(Dataset entries)
◇ ◇ ◇ ◇

//! Count-up statistic widget.
//!
//! Renders an integer that counts from 0 to its target the first time at
//! least half the widget is visible, then holds. The counting logic is the
//! [`CountUp`] state machine; this component wires it to the webview's
//! IntersectionObserver and a 16ms tick loop.

use std::sync::atomic::{AtomicUsize, Ordering};

use dioxus::document;
use dioxus::prelude::*;
use zidiodeck_motion::{CountUp, TICK_INTERVAL_MS, VISIBILITY_THRESHOLD};

static NEXT_WIDGET_ID: AtomicUsize = AtomicUsize::new(0);

/// Observer probe: reports the widget's intersection ratio, and disconnects
/// itself once the start threshold has been delivered.
fn visibility_probe(element_id: &str, threshold: f64) -> String {
    format!(
        r#"
        (function() {{
            let tries = 0;
            const attach = () => {{
                const el = document.getElementById('{element_id}');
                if (!el) {{
                    if (tries++ < 120) requestAnimationFrame(attach);
                    return;
                }}
                const observer = new IntersectionObserver((entries) => {{
                    for (const entry of entries) {{
                        dioxus.send(entry.intersectionRatio);
                        if (entry.intersectionRatio >= {threshold}) {{
                            observer.disconnect();
                        }}
                    }}
                }}, {{ threshold: [0, {threshold}] }});
                observer.observe(el);
            }};
            attach();
        }})();
        "#
    )
}

/// Animated integer statistic.
#[derive(Clone, PartialEq, Props)]
pub struct AnimatedCounterProps {
    /// Value counted up to
    pub target: u32,
    /// Caption under the number
    pub label: String,
    /// Appended to the displayed number (e.g. "+", "%")
    #[props(default)]
    pub suffix: String,
}

#[component]
pub fn AnimatedCounter(props: AnimatedCounterProps) -> Element {
    let mut count = use_signal(|| 0u32);
    let widget_id = use_hook(|| {
        format!("count-up-{}", NEXT_WIDGET_ID.fetch_add(1, Ordering::Relaxed))
    });

    let target = props.target;
    let element_id = widget_id.clone();
    use_effect(move || {
        let element_id = element_id.clone();
        spawn(async move {
            let mut counter = CountUp::new(target);
            let mut probe = document::eval(&visibility_probe(&element_id, VISIBILITY_THRESHOLD));

            while let Ok(ratio) = probe.recv::<f64>().await {
                if counter.observe_visibility(ratio) {
                    loop {
                        tokio::time::sleep(std::time::Duration::from_millis(TICK_INTERVAL_MS))
                            .await;
                        count.set(counter.tick());
                        if counter.is_done() {
                            break;
                        }
                    }
                    break;
                }
            }
        });
    });

    rsx! {
        div { id: "{widget_id}", class: "count-up",
            div { class: "count-up-value", "{count}{props.suffix}" }
            p { class: "count-up-label", "{props.label}" }
        }
    }
}

#[cfg(test)]
mod tests {
    use super::*;

    #[test]
    fn value_formats_with_suffix() {
        assert_eq!(format!("{}{}", 50, "+"), "50+");
        assert_eq!(format!("{}{}", 100, "%"), "100%");
        assert_eq!(format!("{}{}", 0, ""), "0");
    }

    #[test]
    fn widget_ids_are_unique() {
        let a = format!("count-up-{}", NEXT_WIDGET_ID.fetch_add(1, Ordering::Relaxed));
        let b = format!("count-up-{}", NEXT_WIDGET_ID.fetch_add(1, Ordering::Relaxed));
        assert_ne!(a, b);
    }

    #[test]
    fn probe_embeds_element_and_threshold() {
        let probe = visibility_probe("count-up-3", 0.5);
        assert!(probe.contains("getElementById('count-up-3')"));
        assert!(probe.contains("entry.intersectionRatio >= 0.5"));
    }
}
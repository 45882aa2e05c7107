//! User roles & dashboards: the interactive tab switcher.
//!
//! The only stateful interaction on the page besides scrolling. Switching
//! tabs swaps the screenshot placeholder and the feature chips; it does not
//! participate in the reveal system.

use dioxus::prelude::*;

use crate::components::ScreenshotPlaceholder;

/// Dashboard audience selected by the tab switcher.
#[derive(Clone, Copy, PartialEq, Eq, Debug, Default)]
pub enum UserRole {
    #[default]
    Student,
    Recruiter,
    Admin,
}

impl UserRole {
    pub const ALL: [UserRole; 3] = [UserRole::Student, UserRole::Recruiter, UserRole::Admin];

    /// Tab label.
    pub fn label(&self) -> &'static str {
        match self {
            UserRole::Student => "student",
            UserRole::Recruiter => "recruiter",
            UserRole::Admin => "admin",
        }
    }

    /// Caption for the role's dashboard placeholder.
    pub fn screenshot_label(&self) -> &'static str {
        match self {
            UserRole::Student => "Student Dashboard",
            UserRole::Recruiter => "Recruiter Dashboard",
            UserRole::Admin => "Admin Dashboard",
        }
    }

    /// Headline features shown as chips under the dashboard.
    pub fn features(&self) -> &'static [&'static str] {
        match self {
            UserRole::Student => &[
                "Browse 1000+ Jobs",
                "One-Click Apply",
                "Resume Builder",
                "Application Tracking",
            ],
            UserRole::Recruiter => &[
                "Post Job Listings",
                "Shortlist Candidates",
                "Direct Messaging",
                "Analytics Dashboard",
            ],
            UserRole::Admin => &[
                "User Management",
                "Platform Analytics",
                "Content Moderation",
                "System Configuration",
            ],
        }
    }

    /// Tab CSS class, highlighting the active role.
    pub fn tab_class(&self, active: UserRole) -> &'static str {
        if *self == active {
            "role-tab active"
        } else {
            "role-tab"
        }
    }
}

#[component]
pub fn RolesSection() -> Element {
    let mut active_tab = use_signal(UserRole::default);

    rsx! {
        section { class: "deck-section",
            div { class: "section-inner",
                h2 { class: "section-title text-gradient-purple-cyan", "User Roles & Dashboards" }
                p { class: "section-subtitle", "Tailored experiences for every user role" }

                div { class: "role-tabs",
                    for role in UserRole::ALL {
                        button {
                            key: "{role.label()}",
                            class: "{role.tab_class(active_tab())}",
                            onclick: move |_| active_tab.set(role),
                            "{role.label()}"
                        }
                    }
                }

                ScreenshotPlaceholder {
                    label: "{active_tab().screenshot_label()}",
                    centered: true,
                }

                div { class: "role-chip-grid",
                    for feature in active_tab().features() {
                        div { key: "{feature}", class: "role-chip",
                            span { class: "role-chip-mark", "\u{2713}" }
                            span { "{feature}" }
                        }
                    }
                }
            }
        }
    }
}

#[cfg(test)]
mod tests {
    use super::*;

    #[test]
    fn role_labels() {
        assert_eq!(UserRole::Student.label(), "student");
        assert_eq!(UserRole::Recruiter.label(), "recruiter");
        assert_eq!(UserRole::Admin.label(), "admin");
    }

    #[test]
    fn default_role_is_student() {
        assert_eq!(UserRole::default(), UserRole::Student);
    }

    #[test]
    fn tab_class_highlights_active() {
        assert_eq!(UserRole::Student.tab_class(UserRole::Student), "role-tab active");
        assert_eq!(UserRole::Recruiter.tab_class(UserRole::Student), "role-tab");
    }

    #[test]
    fn every_role_lists_four_features() {
        for role in UserRole::ALL {
            assert_eq!(role.features().len(), 4);
        }
    }
}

◇ ◇ ◇ ◇

TASK –
Scan the entries above. Copy each line that has the string "static".

SOLVED EXERCISE –
static NEXT_WIDGET_ID: AtomicUsize = AtomicUsize::new(0);
    pub fn label(&self) -> &'static str {
    pub fn screenshot_label(&self) -> &'static str {
    pub fn features(&self) -> &'static [&'static str] {
    pub fn tab_class(&self, active: UserRole) -> &'static str {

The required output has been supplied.